The Sydney Harbour Bridge and the Sydney Opera House illuminated under New Year's Eve Fireworks in 2005


HISTORY OF FIREWORKS

A brief history of the world's favourite explosives

 

For hundreds of years, even before Francis Scott Key wrote of seeing "the rockets' red glare, the bombs bursting in air," people have been awed by the bright lights and big noise of fireworks. The ancient Chinese used fireworks at festivities and to frighten enemies in battle. Captain John Smith set them off in Jamestown in 1608, enjoying a bit of English popular entertainment and impressing Native Americans.

Smoky Origins

Legend has it that the Chinese made the first fireworks in the 800s, filling bamboo shoots with gunpowder and exploding them at the New Year with the hope that the sound would scare away evil spirits. According to tradition, Marco Polo brought this technology back to Europe.

It's fair to say, however, that the origins of fireworks are shrouded in smoke; the China story is widespread, and possibly true, but fireworks may in fact have developed in India or the Arab world. Fireworks became known in Europe during the 1300s, probably after returning Crusaders brought them from the East.

By the 1400s Florence, Italy, was the centre of fireworks manufacturing. At this time fireworks were just one effect in a celebration rather than its focus. At religious festivals Italians made plaster figures that spewed fireworks from their eyes and mouths. The 1533 coronation parade for Anne Boleyn included a papier-mâché dragon that belched fire.

During the 1700s displays became more elaborate and were popular with European royalty. French King Louis XV ordered extravagant displays of fireworks at Versailles, and Russian Czar Peter the Great put on a five-hour show after the birth of his son. Meanwhile, in the American colonies settlers used fireworks to mark happy occasions.

Today fireworks are a key part of celebrating Independence Day in the United States, Guy Fawkes' Day in the United Kingdom, Bastille Day in France, and Diwali and New Year festivities around the world.

Colour by Fire

COMMON COLOURS Early fireworks were enjoyed more for the sound than the show - in its simplest forms gunpowder explodes quickly, leaving a terrific bang but not much to see other than a rather brief golden glow. Over time people discovered that using chemical compounds with greater amounts of oxygen made the explosives burn brighter and longer.
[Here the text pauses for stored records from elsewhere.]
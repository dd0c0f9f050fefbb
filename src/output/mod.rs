//! Output formatting module
//!
//! Renders a finished [`Report`] as text or CSV. Renderers are pure: they
//! only build a `String`, and printing is left to the caller.

mod common;
mod csv;
mod text;

use crate::cli::ReportFormat;
use crate::report::Report;

pub use self::common::escape_csv;
pub use self::csv::{CsvFormatter, CSV_HEADER};
pub use self::text::TextFormatter;

/// Trait for output formatters
pub trait Formatter {
    /// Render the whole report
    fn render(&self, report: &Report) -> String;
}

/// Render a report in the requested format
pub fn render_report(report: &Report, format: ReportFormat) -> String {
    let formatter: &dyn Formatter = match format {
        ReportFormat::Text => &TextFormatter,
        ReportFormat::Csv => &CsvFormatter,
    };
    formatter.render(report)
}

/// Print a report to stdout
pub fn output_report(report: &Report, format: ReportFormat) {
    print!("{}", render_report(report, format));
}
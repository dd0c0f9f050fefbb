//! Common utilities for output formatters

/// Escape a value for CSV output
/// Handles commas, quotes, and line breaks according to RFC 4180
pub fn escape_csv(value: &str) -> String {
    if value.contains([',', '"', '\n', '\r']) {
        format!("\"{}\"", value.replace('"', "\"\""))
    } else {
        value.to_string()
    }
}
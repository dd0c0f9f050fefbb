//! Organization API operations

use log::debug;

use crate::cf::{ApiListResponse, CfClient};
use crate::config::api;
use crate::error::{CfError, Result};

use super::models::{
    MemoryUsageResponse, Organization, OrganizationEntity, QuotaDefinitionResponse,
};

impl CfClient {
    /// Get all organizations visible to the token
    pub async fn get_organizations(&self) -> Result<Vec<Organization>> {
        debug!("Fetching all organizations");
        self.fetch_all_pages(
            api::ORGANIZATIONS,
            "organizations",
            Organization::from_resource,
        )
        .await
    }

    /// Get a single organization by its exact name
    pub async fn get_organization_by_name(&self, name: &str) -> Result<Organization> {
        let query = urlencoding::encode(&format!("name:{}", name)).into_owned();
        let path = format!(
            "{}?q={}&{}",
            api::ORGANIZATIONS,
            query,
            api::INLINE_RELATIONS
        );
        debug!("Fetching organization by name: {}", name);

        let response: ApiListResponse<OrganizationEntity> = self
            .get_json(&path, &format!("organization '{}'", name))
            .await?;

        if response.total_results == Some(0) {
            return Err(org_not_found(name));
        }
        match response.resources.into_iter().next() {
            Some(resource) => Organization::from_resource(resource),
            None => Err(org_not_found(name)),
        }
    }

    /// Memory limit (MB) of a quota definition
    pub async fn get_quota_memory_limit(&self, quota_url: &str) -> Result<u64> {
        let quota: QuotaDefinitionResponse = self
            .get_json(quota_url, &format!("quota definition {}", quota_url))
            .await?;
        Ok(quota.entity.memory_limit)
    }

    /// Memory (MB) currently consumed by an organization
    pub async fn get_org_memory_usage(&self, org: &Organization) -> Result<u64> {
        let usage: MemoryUsageResponse = self
            .get_json(
                &org.memory_usage_url(),
                &format!("memory usage for organization '{}'", org.name),
            )
            .await?;
        Ok(usage.memory_usage_in_mb)
    }
}

fn org_not_found(name: &str) -> CfError {
    CfError::NotFound(format!("organization '{}' not found", name))
}
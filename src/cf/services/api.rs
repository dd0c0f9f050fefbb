//! Service and service plan API operations

use log::debug;

use crate::cf::CfClient;
use crate::config::api;
use crate::error::Result;

use super::models::{Service, ServicePlan};

impl CfClient {
    /// Get all services whose label is one of `labels`
    pub async fn get_services(&self, labels: &[String]) -> Result<Vec<Service>> {
        let encoded: Vec<String> = labels
            .iter()
            .map(|label| urlencoding::encode(label).into_owned())
            .collect();
        let path = format!(
            "{}?{}{}",
            api::SERVICES,
            api::SERVICE_LABEL_QUERY,
            encoded.join(",")
        );
        debug!("Fetching services with labels {:?}", labels);

        self.fetch_all_pages(&path, "services", Service::from_resource)
            .await
    }

    /// Get all plans of a service
    pub async fn get_service_plans(&self, plans_url: &str) -> Result<Vec<ServicePlan>> {
        self.fetch_all_pages(
            plans_url,
            &format!("service plans at {}", plans_url),
            ServicePlan::from_resource,
        )
        .await
    }
}

#[cfg(test)]
mod tests {
    use super::*;
    use crate::error::CfError;
    use wiremock::matchers::{method, path, query_param};
    use wiremock::{Mock, MockServer, ResponseTemplate};

    #[tokio::test]
    async fn test_get_services_by_label() {
        let mock_server = MockServer::start().await;
        let client = CfClient::test_client(&mock_server.uri());

        Mock::given(method("GET"))
            .and(path("/v2/services"))
            .and(query_param("q", "label IN p-redis,p-mysql"))
            .respond_with(ResponseTemplate::new(200).set_body_json(serde_json::json!({
                "total_results": 1,
                "total_pages": 1,
                "resources": [{
                    "metadata": {"guid": "svc-1"},
                    "entity": {"label": "p-mysql", "service_plans_url": "/v2/services/svc-1/service_plans"}
                }]
            })))
            .expect(1)
            .mount(&mock_server)
            .await;

        let labels = vec!["p-redis".to_string(), "p-mysql".to_string()];
        let services = client.get_services(&labels).await.unwrap();

        assert_eq!(services.len(), 1);
        assert_eq!(services[0].label, "p-mysql");
    }

    #[tokio::test]
    async fn test_get_service_plans() {
        let mock_server = MockServer::start().await;
        let client = CfClient::test_client(&mock_server.uri());

        Mock::given(method("GET"))
            .and(path("/v2/services/svc-1/service_plans"))
            .respond_with(ResponseTemplate::new(200).set_body_json(serde_json::json!({
                "total_results": 2,
                "total_pages": 1,
                "resources": [
                    {"metadata": {"guid": "plan-1"}, "entity": {"name": "100mb"}},
                    {"metadata": {"guid": "plan-2"}, "entity": {"name": "1gb"}}
                ]
            })))
            .mount(&mock_server)
            .await;

        let plans = client
            .get_service_plans("/v2/services/svc-1/service_plans")
            .await
            .unwrap();

        let guids: Vec<&str> = plans.iter().map(|p| p.guid.as_str()).collect();
        assert_eq!(guids, vec!["plan-1", "plan-2"]);
    }

    #[tokio::test]
    async fn test_get_service_plans_server_error() {
        let mock_server = MockServer::start().await;
        let client = CfClient::test_client(&mock_server.uri());

        Mock::given(method("GET"))
            .and(path("/v2/services/svc-1/service_plans"))
            .respond_with(ResponseTemplate::new(503))
            .mount(&mock_server)
            .await;

        let result = client
            .get_service_plans("/v2/services/svc-1/service_plans")
            .await;

        match result.unwrap_err() {
            CfError::Api { status, .. } => assert_eq!(status, 503),
            other => panic!("Expected CfError::Api, got {:?}", other),
        }
    }
}
/// Configuration constants for the Cloud Controller v2 API
pub mod api {
    /// Organizations collection
    pub const ORGANIZATIONS: &str = "/v2/organizations";

    /// Services collection
    pub const SERVICES: &str = "/v2/services";

    /// Sub-resource of an organization reporting its memory consumption
    pub const MEMORY_USAGE_SUFFIX: &str = "/memory_usage";

    /// Inline relations parameter for single-org lookups
    pub const INLINE_RELATIONS: &str = "inline-relations-depth=1";

    /// Query prefix selecting services by label
    pub const SERVICE_LABEL_QUERY: &str = "q=label%20IN%20";

    /// Query prefix selecting service instances by plan GUID
    pub const SERVICE_PLAN_QUERY: &str = "q=service_plan_guid%20IN%20";

    /// Page number query parameter
    pub const PAGE_PARAM: &str = "page";

    /// App state that counts as running (case-sensitive)
    pub const STARTED_STATE: &str = "STARTED";

    /// Service labels reported when no override is given
    pub const DEFAULT_SERVICE_LABELS: &[&str] = &["p-redis", "p-mysql", "p-rabbitmq"];
}

/// Configuration constants for the CF CLI config file
pub mod cf_config {
    /// Overrides the directory holding `.cf/config.json`
    pub const HOME_ENV_VAR: &str = "CF_HOME";

    /// Path to the CF CLI config file (relative to HOME or CF_HOME)
    pub const FILE_PATH: &str = ".cf/config.json";

    /// Environment variable for the API endpoint
    pub const API_ENV_VAR: &str = "CF_API";

    /// Environment variable for the access token
    pub const TOKEN_ENV_VAR: &str = "CF_TOKEN";
}

/// Default values for CLI
pub mod defaults {
    /// Default log level
    pub const LOG_LEVEL: &str = "warn";
}
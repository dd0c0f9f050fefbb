//! UI utilities for terminal output
//!
//! Progress feedback goes to stderr; stdout carries only the report.

mod spinner;

pub use spinner::{create_spinner, finish_spinner};
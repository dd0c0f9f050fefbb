//! Organization data models

use serde::Deserialize;

use crate::cf::Resource;
use crate::config::api;
use crate::error::Result;

/// Organization entity from the v2 API
#[derive(Deserialize, Debug, Clone)]
pub struct OrganizationEntity {
    pub name: String,
    pub quota_definition_url: String,
    pub spaces_url: String,
}

/// Organization record used by the report builder
#[derive(Debug, Clone, PartialEq, Eq)]
pub struct Organization {
    pub name: String,
    pub url: String,
    pub quota_url: String,
    pub spaces_url: String,
}

impl Organization {
    /// Map a raw organization resource into a record
    pub fn from_resource(resource: Resource<OrganizationEntity>) -> Result<Self> {
        let url = resource.metadata.require_url("organization")?.to_string();
        Ok(Self {
            name: resource.entity.name,
            url,
            quota_url: resource.entity.quota_definition_url,
            spaces_url: resource.entity.spaces_url,
        })
    }

    /// URL of the derived memory usage sub-resource
    pub fn memory_usage_url(&self) -> String {
        format!("{}{}", self.url, api::MEMORY_USAGE_SUFFIX)
    }
}

/// Quota definition resource (only the memory limit matters here)
#[derive(Deserialize, Debug)]
pub(super) struct QuotaDefinitionResponse {
    pub entity: QuotaDefinitionEntity,
}

#[derive(Deserialize, Debug)]
pub(super) struct QuotaDefinitionEntity {
    pub memory_limit: u64,
}

/// Response of `<org>/memory_usage`
#[derive(Deserialize, Debug)]
pub(super) struct MemoryUsageResponse {
    pub memory_usage_in_mb: u64,
}
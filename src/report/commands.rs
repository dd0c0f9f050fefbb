//! Usage report command

use log::{debug, info};
use std::io::IsTerminal;

use crate::cf::{CfClient, TargetResolver, TokenResolver};
use crate::cli::Cli;
use crate::error::Result;
use crate::output::output_report;
use crate::ui::{create_spinner, finish_spinner};

use super::builder::{build_report, ReportOptions};

/// Run the usage report: resolve credentials, fetch, render to stdout
pub async fn run_usage_report(cli: &Cli) -> Result<()> {
    let target = TargetResolver::new().resolve(cli.api.as_deref())?;
    let token = TokenResolver::new().resolve(cli.token.as_deref())?;

    if target.skip_ssl_validation {
        debug!("SSL validation disabled for {}", target.url);
    }
    let client =
        CfClient::with_ssl_validation(token, target.url, !target.skip_ssl_validation);

    let options = ReportOptions {
        org: cli.org.clone(),
        service_labels: cli.service_labels(),
    };
    let format = cli.report_format();
    debug!(
        "Report options: org={:?}, labels={:?}, format={}",
        options.org, options.service_labels, format
    );

    let message = match &options.org {
        Some(org) => format!("Fetching usage for organization '{}'...", org),
        None => "Fetching usage for all organizations...".to_string(),
    };
    let spinner = create_spinner(&message, !std::io::stderr().is_terminal());

    let result = build_report(&client, &options).await;
    finish_spinner(spinner);
    let report = result?;

    info!("Fetched {} organization(s)", report.orgs.len());
    output_report(&report, format);
    Ok(())
}
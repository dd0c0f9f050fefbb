//! Service instance API operations

use crate::cf::CfClient;
use crate::error::Result;

use super::models::ServiceInstance;

impl CfClient {
    /// Get all service instances at a location
    ///
    /// `instances_url` carries any plan filter the caller wants applied.
    pub async fn get_service_instances(&self, instances_url: &str) -> Result<Vec<ServiceInstance>> {
        self.fetch_all_pages(
            instances_url,
            &format!("service instances at {}", instances_url),
            ServiceInstance::from_resource,
        )
        .await
    }
}
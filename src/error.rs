use std::fmt;

/// Error type for platform API and report operations
#[derive(Debug)]
pub enum CfError {
    /// HTTP request failed or the body could not be read as JSON
    Http(reqwest::Error),
    /// API returned a non-success status
    Api { status: u16, message: String },
    /// Response decoded as JSON but did not have the expected shape
    MalformedResponse(String),
    /// Explicitly requested resource does not exist
    NotFound(String),
    /// Service plan filter could not be built
    FilterSetup(String),
    /// No API token in any source
    TokenNotFound(String),
    /// No API endpoint in any source
    TargetNotFound(String),
    /// Failed to read or parse the CF CLI config file
    Credentials(String),
}

impl CfError {
    /// True for failures reaching the API (network, auth, status codes)
    pub fn is_transport(&self) -> bool {
        matches!(self, CfError::Http(_) | CfError::Api { .. })
    }
}

impl fmt::Display for CfError {
    fn fmt(&self, f: &mut fmt::Formatter<'_>) -> fmt::Result {
        match self {
            CfError::Http(e) => write!(f, "HTTP request failed: {}", e),
            CfError::Api { status, message } => {
                write!(f, "API error (status {}): {}", status, message)
            }
            CfError::MalformedResponse(msg) => write!(f, "Malformed API response: {}", msg),
            CfError::NotFound(msg) => write!(f, "{}", msg),
            CfError::FilterSetup(msg) => {
                write!(f, "Could not retrieve service listing: {}", msg)
            }
            CfError::TokenNotFound(msg) => write!(f, "{}", msg),
            CfError::TargetNotFound(msg) => write!(f, "{}", msg),
            CfError::Credentials(msg) => write!(f, "{}", msg),
        }
    }
}

impl std::error::Error for CfError {
    fn source(&self) -> Option<&(dyn std::error::Error + 'static)> {
        match self {
            CfError::Http(e) => Some(e),
            _ => None,
        }
    }
}

impl From<reqwest::Error> for CfError {
    fn from(err: reqwest::Error) -> Self {
        CfError::Http(err)
    }
}

impl From<serde_json::Error> for CfError {
    fn from(err: serde_json::Error) -> Self {
        CfError::MalformedResponse(err.to_string())
    }
}

impl From<std::io::Error> for CfError {
    fn from(err: std::io::Error) -> Self {
        CfError::Credentials(err.to_string())
    }
}

/// Result type alias for platform operations
pub type Result<T> = std::result::Result<T, CfError>;
//! Cloud Controller API client module
//!
//! Typed access to the v2 collections the usage report walks: organizations,
//! spaces, apps, service instances, services and service plans.

pub mod apps;
mod client;
mod credentials;
pub mod organizations;
pub mod service_instances;
pub mod services;
pub mod spaces;
mod target;

use serde::Deserialize;

use crate::error::{CfError, Result};

pub use apps::{App, AppEntity};
pub use client::CfClient;
pub use credentials::{CfConfigFile, TokenResolver};
pub use organizations::{Organization, OrganizationEntity};
pub use service_instances::{ServiceInstance, ServiceInstanceEntity};
pub use services::{Service, ServiceEntity, ServicePlan, ServicePlanEntity};
pub use spaces::{Space, SpaceEntity};
pub use target::{ApiTarget, TargetResolver};

/// List envelope shared by every v2 collection
#[derive(Deserialize, Debug)]
pub struct ApiListResponse<E> {
    #[serde(default)]
    pub total_results: Option<u32>,
    #[serde(default)]
    pub total_pages: Option<u32>,
    #[serde(default)]
    pub next_url: Option<String>,
    pub resources: Vec<Resource<E>>,
}

/// A single v2 resource: metadata plus a typed entity
#[derive(Deserialize, Debug, Clone)]
pub struct Resource<E> {
    #[serde(default)]
    pub metadata: ResourceMetadata,
    pub entity: E,
}

/// Resource metadata
///
/// Both fields are optional on the wire; record mappers that need one call
/// the matching `require_*` accessor so absence surfaces as a malformed
/// response rather than a silent empty string.
#[derive(Deserialize, Debug, Clone, Default)]
pub struct ResourceMetadata {
    pub guid: Option<String>,
    pub url: Option<String>,
}

impl ResourceMetadata {
    /// Get the GUID or fail with a malformed-response error
    pub fn require_guid(&self, kind: &str) -> Result<&str> {
        self.guid
            .as_deref()
            .ok_or_else(|| CfError::MalformedResponse(format!("{} is missing metadata.guid", kind)))
    }

    /// Get the URL or fail with a malformed-response error
    pub fn require_url(&self, kind: &str) -> Result<&str> {
        self.url
            .as_deref()
            .ok_or_else(|| CfError::MalformedResponse(format!("{} is missing metadata.url", kind)))
    }
}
The multi-hued displays we know now began in the 1830s, when Italians added trace amounts of metals that burn at high temperatures, creating beautiful colours. Other additives also produced interesting effects. For example, calcium deepens colours, titanium makes sparks, and zinc creates smoke clouds.

Blue Copper salts
Gold Aluminium, magnesium
Green Barium salts
Red Strontium salts
White Aluminium, magnesium
Yellow Sodium salts


DIY Fireworks

Armed with this knowledge, some aficionados enjoy trying to create their own fireworks. But these creations are even more dangerous and unpredictable than legal fireworks. Because homemade fireworks are often made from parts of other fireworks, they can contain deadly amounts of explosive powders.

In 1999 the U.S. Consumer Product Safety Commission reported 8,500 fireworks-related emergency-room visits - about two-thirds of these in July. And there's no tally of the countless blistered hands, traumatized pets, singed shrubs, and melted G.I. Joe dolls. Experts recommend leaving the fireworks spectacle to the professionals and limiting your flame-tending interests to the barbecue.